Commentary

So you want to learn about your family history

By Clint Parker

So you want to learn about your family history, but where do you start? Most people will go to an online genealogical website such as familysearch.org or ancestry.com to start a search for their roots. Some of those sites charge money like $20 per month while others don’t. However, is that really the best place to start?

Area residents who are from here and who are interested in learning more about their family roots should take advantage of the resources available to them locally. 

First, go to family members for your information. Talk with the oldest members of the family first, as they will have a lot of knowledge that you probably won’t get from any online ancestry service, and it will be a first-hand account.

For instance, I had heard from my dad, Charles, Jr., that his mother, Henrietta, knew nothing of her husband’s (Charles, Sr.) first wife until Charles, Sr.’s death and she tried to collect his veteran’s burial benefits from the government and discovered another woman’s name as the beneficiary. However, talking with a great aunt, I learned that wasn’t the case.

Apparently, Charles, Sr. needed to prove he had a divorce from the first wife and had to make a trip to Tennessee. In the 1930s that was not just running down I-40 through the gorge. My grandmother, Henrietta, pressed Charles, Sr. for why he went to Tennessee, and he revealed the truth according to my aunt. This sent Henrietta running home to mom. According to my aunt, my grandmother cried her eyes out to her mom while my aunt washed dishes. You usually won’t find those kinds of family nuggets on an online service, but it can happen (I’ll tell you more next week). So start with family recollections first if you can. You never know when you might lose these valuable firsthand accounts. 

Next, use local historical groups and societies and delve into their treasure trove of information. Places like the Dry Ridge Museum or the Old Buncombe County Genealogical Society offer a vast resource of books, articles and most of all people who are ready, willing and able to help you on your journey to discover your roots.
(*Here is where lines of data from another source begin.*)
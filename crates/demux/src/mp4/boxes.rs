//! ISO BMFF box (atom) parsing over byte slices.
//!
//! Walks the box hierarchy of progressive MP4 files — ftyp, moov, trak,
//! mdia, minf, stbl and the sample table leaves — and decodes each
//! recognized leaf into a typed record.
//!
//! Reference: ISO 14496-12 (ISO Base Media File Format) and
//! ISO 14496-15 (AVC sample entries).

use tracing::{debug, trace};
use vf_common::{DemuxError, DemuxResult};

use crate::bytes::ByteReader;

// ─── Box FourCC constants ────────────────────────────────────────────

/// Convert 4 ASCII bytes to a u32 FourCC code.
const fn fourcc(a: u8, b: u8, c: u8, d: u8) -> u32 {
    ((a as u32) << 24) | ((b as u32) << 16) | ((c as u32) << 8) | (d as u32)
}

pub const FTYP: u32 = fourcc(b'f', b't', b'y', b'p');
pub const MOOV: u32 = fourcc(b'm', b'o', b'o', b'v');
pub const MVHD: u32 = fourcc(b'm', b'v', b'h', b'd');
pub const TRAK: u32 = fourcc(b't', b'r', b'a', b'k');
pub const TKHD: u32 = fourcc(b't', b'k', b'h', b'd');
pub const EDTS: u32 = fourcc(b'e', b'd', b't', b's');
pub const ELST: u32 = fourcc(b'e', b'l', b's', b't');
pub const MDIA: u32 = fourcc(b'm', b'd', b'i', b'a');
pub const MDHD: u32 = fourcc(b'm', b'd', b'h', b'd');
pub const MINF: u32 = fourcc(b'm', b'i', b'n', b'f');
pub const STBL: u32 = fourcc(b's', b't', b'b', b'l');
pub const STSD: u32 = fourcc(b's', b't', b's', b'd');
pub const STSC: u32 = fourcc(b's', b't', b's', b'c');
pub const STSZ: u32 = fourcc(b's', b't', b's', b'z');
pub const STCO: u32 = fourcc(b's', b't', b'c', b'o');
pub const STTS: u32 = fourcc(b's', b't', b't', b's');
pub const MDAT: u32 = fourcc(b'm', b'd', b'a', b't');
pub const AVC1: u32 = fourcc(b'a', b'v', b'c', b'1');
pub const AVCC: u32 = fourcc(b'a', b'v', b'c', b'C');

/// Containers the walker recurses into (body starts 8 bytes past the
/// box start).
const CONTAINERS: [u32; 6] = [MOOV, TRAK, MDIA, MINF, STBL, EDTS];

pub fn is_container(box_type: u32) -> bool {
    CONTAINERS.contains(&box_type)
}

/// Convert a FourCC u32 to a human-readable string for logging.
pub fn fourcc_to_string(cc: u32) -> String {
    cc.to_be_bytes()
        .iter()
        .map(|&b| {
            if b.is_ascii_graphic() || b == b' ' {
                b as char
            } else {
                '?'
            }
        })
        .collect()
}

// ─── Box header & walker ────────────────────────────────────────────

/// A parsed box header: 4-byte big-endian inclusive size + 4-byte type.
///
/// 64-bit extended sizes (size == 1) and to-end-of-file sizes (size == 0)
/// are not part of the progressive profile this demuxer accepts; both
/// fall under the `size < 8` rejection.
#[derive(Copy, Clone, Debug)]
pub struct BoxHeader {
    pub box_type: u32,
    /// Total box size including the 8-byte header.
    pub size: u32,
    /// Offset of the box start within the parsed slice.
    pub offset: usize,
}

impl BoxHeader {
    pub fn body_start(&self) -> usize {
        self.offset + 8
    }

    pub fn body_size(&self) -> usize {
        self.size as usize - 8
    }

    pub fn end(&self) -> usize {
        self.offset + self.size as usize
    }
}

/// Read one box header at `offset`, validating it against `end`.
pub fn read_box_header(data: &[u8], offset: usize, end: usize) -> DemuxResult<BoxHeader> {
    let r = ByteReader::new(data);
    let size = r.read_u32(offset)?;
    let box_type = r.read_fourcc(offset + 4)?;

    if size < 8 {
        return Err(DemuxError::InvalidStructure {
            offset: offset as u64,
            reason: format!(
                "box '{}' has invalid size {} (less than header)",
                fourcc_to_string(box_type),
                size
            ),
        });
    }
    if offset + size as usize > end {
        return Err(DemuxError::InvalidStructure {
            offset: offset as u64,
            reason: format!(
                "box '{}' (size {}) overflows its parent (end {})",
                fourcc_to_string(box_type),
                size,
                end
            ),
        });
    }

    trace!(
        "box '{}' at offset {}, size {}",
        fourcc_to_string(box_type),
        offset,
        size
    );

    Ok(BoxHeader {
        box_type,
        size,
        offset,
    })
}

/// Iterate sibling boxes in `data[start..end]`, handing each header to
/// the visitor. The visitor decides whether to recurse into container
/// bodies (typically by calling `walk` again on the body range).
pub fn walk<F>(data: &[u8], start: usize, end: usize, visit: &mut F) -> DemuxResult<()>
where
    F: FnMut(&BoxHeader, &[u8]) -> DemuxResult<()>,
{
    let mut offset = start;
    while offset < end {
        let header = read_box_header(data, offset, end)?;
        visit(&header, &data[header.body_start()..header.end()])?;
        offset = header.end();
    }
    Ok(())
}

// ─── Leaf records ───────────────────────────────────────────────────

/// Parsed ftyp (File Type) box.
#[derive(Clone, Debug)]
pub struct FtypBox {
    pub major_brand: u32,
    pub minor_version: u32,
    pub compatible_brands: Vec<u32>,
}

/// Parsed mvhd (Movie Header) box — movie timescale and duration.
#[derive(Copy, Clone, Debug)]
pub struct MvhdBox {
    pub timescale: u32,
    pub duration: u32,
}

/// Parsed tkhd (Track Header) box — just the track id; everything else
/// the video path needs comes from the SPS.
#[derive(Copy, Clone, Debug)]
pub struct TkhdBox {
    pub track_id: u32,
}

/// Parsed mdhd (Media Header) box — media timescale and duration.
#[derive(Copy, Clone, Debug)]
pub struct MdhdBox {
    pub timescale: u32,
    pub duration: u32,
}

/// One edit-list entry.
#[derive(Copy, Clone, Debug)]
pub struct ElstEntry {
    pub segment_duration: u32,
    pub media_time: u32,
    pub media_rate_int: u16,
    pub media_rate_frac: u16,
}

/// Parsed elst (Edit List) box.
#[derive(Clone, Debug, Default)]
pub struct ElstBox {
    pub entries: Vec<ElstEntry>,
}

/// The avc1 sample entry extracted from stsd, with the raw nested avcC.
#[derive(Clone, Debug)]
pub struct Avc1Entry {
    pub width: u16,
    pub height: u16,
    pub frame_count: u16,
    pub depth: u16,
    /// Raw AVCDecoderConfigurationRecord bytes (avcC body).
    pub avcc: Vec<u8>,
}

/// stsc (Sample to Chunk) entry. Run-length encoded: an entry applies
/// from its `first_chunk` up to the next entry's `first_chunk - 1`.
#[derive(Copy, Clone, Debug)]
pub struct StscEntry {
    /// First chunk number (1-based).
    pub first_chunk: u32,
    pub samples_per_chunk: u32,
    pub sample_description_index: u32,
}
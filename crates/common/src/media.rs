//! Media records flowing out of the demuxer — NAL units, samples, track
//! buffers, and the accumulated metadata/info records.

use serde::{Deserialize, Serialize};

use crate::error::{DemuxError, DemuxResult};
use crate::types::{FrameRate, Rational};

/// A single H.264 NAL unit as carried inside an MP4 sample.
///
/// `data` keeps the original length prefix in front of the payload, so a
/// remuxer can re-emit the sample bytes without re-framing.
#[derive(Clone, Debug, PartialEq, Eq)]
pub struct NalUnit {
    /// NAL unit type (low 5 bits of the first payload byte).
    pub nal_type: u8,
    /// Length prefix + payload.
    pub data: Vec<u8>,
}

/// One coded video frame, split into its NAL units.
#[derive(Clone, Debug)]
pub struct VideoSample {
    /// Decode timestamp in media-timescale ticks. Signed: edit lists can
    /// shift the first samples below zero.
    pub dts: i64,
    /// Presentation timestamp in media-timescale ticks.
    pub pts: i64,
    /// Composition offset (pts - dts).
    pub cts: i64,
    /// Total byte length of the sample data.
    pub length: u32,
    /// True when the sample contains an IDR NAL unit.
    pub is_keyframe: bool,
    /// NAL units in bitstream order.
    pub units: Vec<NalUnit>,
}

/// Accumulating sample list for one track, drained on each dispatch.
#[derive(Clone, Debug, Default)]
pub struct TrackBuffer {
    pub track_id: u32,
    pub samples: Vec<VideoSample>,
    /// Total byte length of all buffered samples.
    pub byte_length: u32,
}

impl TrackBuffer {
    pub fn new(track_id: u32) -> Self {
        Self {
            track_id,
            samples: Vec::new(),
            byte_length: 0,
        }
    }

    pub fn push(&mut self, sample: VideoSample) {
        self.byte_length += sample.length;
        self.samples.push(sample);
    }

    pub fn is_empty(&self) -> bool {
        self.samples.is_empty()
    }

    /// Take the buffered samples, leaving the buffer empty for reuse.
    pub fn drain(&mut self) -> TrackBuffer {
        TrackBuffer {
            track_id: self.track_id,
            samples: std::mem::take(&mut self.samples),
            byte_length: std::mem::replace(&mut self.byte_length, 0),
        }
    }

    pub fn clear(&mut self) {
        self.samples.clear();
        self.byte_length = 0;
    }
}

/// Finalized metadata for the video track, emitted once per session.
#[derive(Clone, Debug)]
pub struct VideoMeta {
    pub track_id: u32,
    /// Movie timescale (from mvhd).
    pub timescale: u32,
    /// Movie duration in mvhd ticks.
    pub duration: u32,
    /// Media timescale (from mdhd); sample timestamps use this rate.
    pub timescale_mdhd: u32,
    /// Media duration in mdhd ticks.
    pub duration_mdhd: u32,
    /// Coded frame size (from the SPS, before cropping/SAR).
    pub codec_width: u32,
    pub codec_height: u32,
    /// Display size (after SAR scaling).
    pub present_width: u32,
    pub present_height: u32,
    pub profile: String,
    pub level: String,
    pub bit_depth: u8,
    pub chroma_format: String,
    pub sar_ratio: Rational,
    pub frame_rate: FrameRate,
    /// Nominal per-sample duration in mdhd ticks.
    pub ref_sample_duration: f64,
    /// Raw AVCDecoderConfigurationRecord bytes.
    pub avcc: Vec<u8>,
    /// RFC 6381 codec string, e.g. `avc1.64001f`.
    pub codec: String,
}

/// Incremental accumulator for [`VideoMeta`].
///
/// The record is filled by several box parsers (mvhd, mdhd, stsd/avcC,
/// SPS); every field stays optional until `finalize()`.
#[derive(Clone, Debug, Default)]
pub struct VideoMetaBuilder {
    pub track_id: Option<u32>,
    pub timescale: Option<u32>,
    pub duration: Option<u32>,
    pub timescale_mdhd: Option<u32>,
    pub duration_mdhd: Option<u32>,
    pub codec_width: Option<u32>,
    pub codec_height: Option<u32>,
    pub present_width: Option<u32>,
    pub present_height: Option<u32>,
    pub profile: Option<String>,
    pub level: Option<String>,
    pub bit_depth: Option<u8>,
    pub chroma_format: Option<String>,
    pub sar_ratio: Option<Rational>,
    pub frame_rate: Option<FrameRate>,
    pub avcc: Option<Vec<u8>>,
    pub codec: Option<String>,
}

impl VideoMetaBuilder {
    pub fn new() -> Self {
        Self::default()
    }

    /// Produce the immutable record, or fail naming the first missing field.
    pub fn finalize(&self) -> DemuxResult<VideoMeta> {
        fn take<T: Clone>(field: &Option<T>, name: &str) -> DemuxResult<T> {
            field.clone().ok_or_else(|| DemuxError::InvalidStructure {
                offset: 0,
                reason: format!("video track metadata incomplete: missing {name}"),
            })
        }

        let timescale_mdhd = take(&self.timescale_mdhd, "mdhd timescale")?;
        let frame_rate = take(&self.frame_rate, "frame rate")?;
        let ref_sample_duration =
            timescale_mdhd as f64 * (frame_rate.fps_den as f64 / frame_rate.fps_num as f64);

        Ok(VideoMeta {
            track_id: take(&self.track_id, "track id")?,
            timescale: take(&self.timescale, "mvhd timescale")?,
            duration: take(&self.duration, "mvhd duration")?,
            timescale_mdhd,
            duration_mdhd: take(&self.duration_mdhd, "mdhd duration")?,
            codec_width: take(&self.codec_width, "codec width")?,
            codec_height: take(&self.codec_height, "codec height")?,
            present_width: take(&self.present_width, "present width")?,
            present_height: take(&self.present_height, "present height")?,
            profile: take(&self.profile, "profile")?,
            level: take(&self.level, "level")?,
            bit_depth: take(&self.bit_depth, "bit depth")?,
            chroma_format: take(&self.chroma_format, "chroma format")?,
            sar_ratio: take(&self.sar_ratio, "sample aspect ratio")?,
            frame_rate,
            ref_sample_duration,
            avcc: take(&self.avcc, "avcC record")?,
            codec: take(&self.codec, "codec string")?,
        })
    }
}

/// Media information record, emitted once all required fields are known.
#[derive(Clone, Debug, Serialize, Deserialize)]
pub struct MediaInfo {
    pub mime_type: String,
    /// Total duration in milliseconds, if known.
    pub duration_ms: Option<u64>,
    pub has_audio: bool,
    pub has_video: bool,
    pub audio_codec: Option<String>,
    pub video_codec: Option<String>,
    pub width: Option<u32>,
    pub height: Option<u32>,
    pub fps: Option<f64>,
    pub profile: Option<String>,
    pub level: Option<String>,
    pub chroma_format: Option<String>,
    pub sar: Option<Rational>,
    pub ref_frames: Option<u32>,
}

impl Default for MediaInfo {
    fn default() -> Self {
        Self {
            mime_type: "video/mp4".into(),
            duration_ms: None,
            has_audio: false,
            has_video: true,
            audio_codec: None,
            video_codec: None,
            width: None,
            height: None,
            fps: None,
            profile: None,
            level: None,
            chroma_format: None,
            sar: None,
            ref_frames: None,
        }
    }
}

impl MediaInfo {
    /// True once every field the declared track set requires is populated.
    pub fn is_complete(&self) -> bool {
        let video_ok = !self.has_video
            || (self.video_codec.is_some()
                && self.width.is_some()
                && self.height.is_some()
                && self.fps.is_some());
        let audio_ok = !self.has_audio || self.audio_codec.is_some();
        self.duration_ms.is_some() && video_ok && audio_ok
    }
}

#[cfg(test)]
mod tests {
    use super::*;

    fn sample(dts: i64, len: u32) -> VideoSample {
        VideoSample {
            dts,
            pts: dts,
            cts: 0,
            length: len,
            is_keyframe: false,
            units: vec![],
        }
    }

    #[test]
    fn track_buffer_push_and_drain() {
        let mut buf = TrackBuffer::new(1);
        assert!(buf.is_empty());

        buf.push(sample(0, 100));
        buf.push(sample(3000, 250));
        assert_eq!(buf.samples.len(), 2);
        assert_eq!(buf.byte_length, 350);

        let drained = buf.drain();
        assert_eq!(drained.track_id, 1);
        assert_eq!(drained.samples.len(), 2);
        assert_eq!(drained.byte_length, 350);
        assert!(buf.is_empty());
        assert_eq!(buf.byte_length, 0);
    }

    #[test]
    fn builder_finalize_requires_all_fields() {
        let mut b = VideoMetaBuilder::new();
        assert!(b.finalize().is_err());

        b.track_id = Some(1);
        b.timescale = Some(1000);
        b.duration = Some(10_000);
        b.timescale_mdhd = Some(90_000);
        b.duration_mdhd = Some(900_000);
        b.codec_width = Some(1920);
        b.codec_height = Some(1080);
        b.present_width = Some(1920);
        b.present_height = Some(1080);
        b.profile = Some("High".into());
        b.level = Some("4.0".into());
        b.bit_depth = Some(8);
        b.chroma_format = Some("4:2:0".into());
        b.sar_ratio = Some(Rational::ONE);
        b.frame_rate = Some(FrameRate::new(30000, 1001, true));
        b.avcc = Some(vec![1, 0x64, 0, 0x1f]);
        b.codec = Some("avc1.64001f".into());

        let meta = b.finalize().unwrap();
        assert_eq!(meta.track_id, 1);
        assert_eq!(meta.timescale_mdhd, 90_000);
        // 90000 * 1001 / 30000 = 3003 ticks per frame
        assert!((meta.ref_sample_duration - 3003.0).abs() < 1e-6);
    }

    #[test]
    fn builder_finalize_names_missing_field() {
        let b = VideoMetaBuilder::new();
        let err = b.finalize().unwrap_err().to_string();
        assert!(err.contains("mdhd timescale"));
    }

    #[test]
    fn media_info_completeness() {
        let mut info = MediaInfo::default();
        assert!(!info.is_complete());

        info.duration_ms = Some(10_000);
        info.video_codec = Some("avc1.42c01e".into());
        info.width = Some(320);
        info.height = Some(240);
        info.fps = Some(24.0);
        assert!(info.is_complete());

        // Declaring audio without an audio codec blocks completion.
        info.has_audio = true;
        assert!(!info.is_complete());
        info.audio_codec = Some("mp4a.40.2".into());
        assert!(info.is_complete());
    }
}
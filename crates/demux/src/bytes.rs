//! Big-endian primitives over a byte slice.
//!
//! The streaming demuxer parses windows of a growing byte stream, so all
//! reads are offset-based over `&[u8]` rather than through `Read`/`Seek`.

use byteorder::{BigEndian, ByteOrder};
use vf_common::{DemuxError, DemuxResult};

/// Cursor-free reader over an immutable byte slice.
#[derive(Copy, Clone, Debug)]
pub struct ByteReader<'a> {
    data: &'a [u8],
}

impl<'a> ByteReader<'a> {
    pub fn new(data: &'a [u8]) -> Self {
        Self { data }
    }

    pub fn len(&self) -> usize {
        self.data.len()
    }

    pub fn is_empty(&self) -> bool {
        self.data.is_empty()
    }

    fn check(&self, offset: usize, needed: usize) -> DemuxResult<()> {
        if offset.checked_add(needed).is_none_or(|end| end > self.data.len()) {
            return Err(DemuxError::BufferUnderflow {
                offset,
                needed,
                available: self.data.len().saturating_sub(offset),
            });
        }
        Ok(())
    }

    pub fn read_u8(&self, offset: usize) -> DemuxResult<u8> {
        self.check(offset, 1)?;
        Ok(self.data[offset])
    }

    pub fn read_u16(&self, offset: usize) -> DemuxResult<u16> {
        self.check(offset, 2)?;
        Ok(BigEndian::read_u16(&self.data[offset..]))
    }

    pub fn read_u32(&self, offset: usize) -> DemuxResult<u32> {
        self.check(offset, 4)?;
        Ok(BigEndian::read_u32(&self.data[offset..]))
    }

    /// Read a big-endian length of 1..=4 bytes.
    pub fn read_uint(&self, offset: usize, width: usize) -> DemuxResult<u32> {
        debug_assert!((1..=4).contains(&width));
        self.check(offset, width)?;
        let mut val = 0u32;
        for &b in &self.data[offset..offset + width] {
            val = (val << 8) | b as u32;
        }
        Ok(val)
    }

    /// Read a 4-byte ASCII four-character code.
    pub fn read_fourcc(&self, offset: usize) -> DemuxResult<u32> {
        self.read_u32(offset)
    }

    /// Borrow a sub-range without copying.
    pub fn slice(&self, offset: usize, len: usize) -> DemuxResult<&'a [u8]> {
        self.check(offset, len)?;
        Ok(&self.data[offset..offset + len])
    }
}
Not only are these organizations low in annual dues ($30-$40 yearly), they also have accounts to the online genealogical websites and are more than happy to let you use them. 

In addition, the friendly volunteers who staff these groups are willing to pass on their knowledge of genealogical data-mining free of charge. Whether it’s online searching, books and articles they have in their collections or DNA testing, these people are willing and more than happy to pass on the knowledge they’ve acquired in their own searches.

Also, don’t forget your local Register of Deeds office that may even have their files online. Deeds, wills, legal documents are located here and could help tie that elusive relative you’re having trouble tracking down back to the family.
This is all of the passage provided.